By Dr. Navin Vembar
Good news has been difficult to find amid the Coronavirus pandemic, so when new information about rapid, cheap COVID-19 testing emerged over the weekend, I was genuinely excited.
Rapid tests aren’t a brand new concept: 30-minute testing was deployed on the West Coast throughout the summer by event businesses who are determined to do business despite recommendations to adhere to social distancing guidelines, and some doctors have even conducted rapid testing as a private consulting service. But two companies, SalivaDirect and Rapid Tests, present the kind of scalable testing we need to improve our testing capacity and infrastructure as we work to get students back in their classrooms and move towards restoring our societal and business activities.
Both of the companies I read about leveraged rapid, cheap tests that would allow testing to be scaled dramatically. That’s important because, even if they’re less accurate than their existing counterparts, which have proven painful and difficult to coordinate and access en masse, increased testing frequency and availability can help us more quickly return to a more normal version of the country.
SalivaDirect’s Testing Protocol
SalivaDirect is a new lab-based testing solution that can be pooled, costs less than $4 per test, and can scale up PCR-based testing. By design, it’s a protocol not a product, meaning that labs can be approved to follow the protocol, but there isn’t a central owner of the process, and it appears that their approach took into account the cost and availability of materials in design. All of that means that more prevalent testing is going to be available. And, in further good news, the FDA gave the protocol an emergency approval this weekend, which means implementation is going to happen soon.
Rapid Tests
Even with less accurate testing, if we can test daily, in the home, we can more quickly work at an individual level to contain the outbreak.

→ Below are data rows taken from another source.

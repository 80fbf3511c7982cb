use serde::Deserialize;

#[derive(Debug, Deserialize)]
pub struct SetBannedBody {
    pub banned: bool,
}

#[derive(Debug, Deserialize)]
pub struct AnnouncementBody {
    pub message: String,
}

/// limit/offset paging for the admin listings.
#[derive(Debug, Deserialize)]
pub struct Pagination {
    #[serde(default = "default_limit")]
    pub limit: i64,
    #[serde(default)]
    pub offset: i64,
}

fn default_limit() -> i64 {
    20
}

impl Pagination {
    /// Query values reach LIMIT/OFFSET as-is, and Postgres rejects negative
    /// ones; clamp instead of surfacing a database error.
    pub fn clamped(&self) -> (i64, i64) {
        (self.limit.max(0), self.offset.max(0))
    }
}

#[cfg(test)]
mod tests {
    use super::*;

    #[test]
    fn pagination_defaults() {
        let p: Pagination = serde_json::from_str("{}").unwrap();
        assert_eq!(p.limit, 20);
        assert_eq!(p.offset, 0);
    }

    #[test]
    fn pagination_clamps_negative_values() {
        let p = Pagination {
            limit: -5,
            offset: -100,
        };
        assert_eq!(p.clamped(), (0, 0));

        let p = Pagination {
            limit: 50,
            offset: 10,
        };
        assert_eq!(p.clamped(), (50, 10));
    }
}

This isn’t generally true about all diseases, but COVID-19 surveillance is greatly improved by this approach given its ability to spread quickly and “hide” in non-symptomatic people. The governmental approvals are predicated on a clinical level of accuracy, however, so some work will have to be done to make it clear how these tests are to be used and for what purpose. Even without a clear articulation of the scaling of rapid testing infrastructure and resources or the guidelines that will emerge alongside their use, one can easily imagine a lot of these $1 tests will become available to everyone and policies will be put in place that require people to test negative two or three days in a row (to offset the accuracy) before going to work, classes, or public events.
“With more widespread transmission, we need to serially screen an even larger fraction of the population to find and stop spread.”
—The Washington Post
These are hopeful steps in our ability to contain COVID-19 through low-cost, highly-available disease surveillance. A truly effective strategy would require additional inputs and efforts, including:
- Reasonable policies—both governmental and institutional
- A general understanding by the public of what these tests provide (and a quick ability to know when you should isolate) and what they don’t (perfectly accurate understanding of whether you have COVID-19 or not)
- Hot spot forecasting and identification of geo-specific risk areas based on accurate and aligned mobility data, with the ability to reallocate testing resources quickly and efficiently
These are not approaches that magically remove risk, but dramatically improve our ability to curtail spread.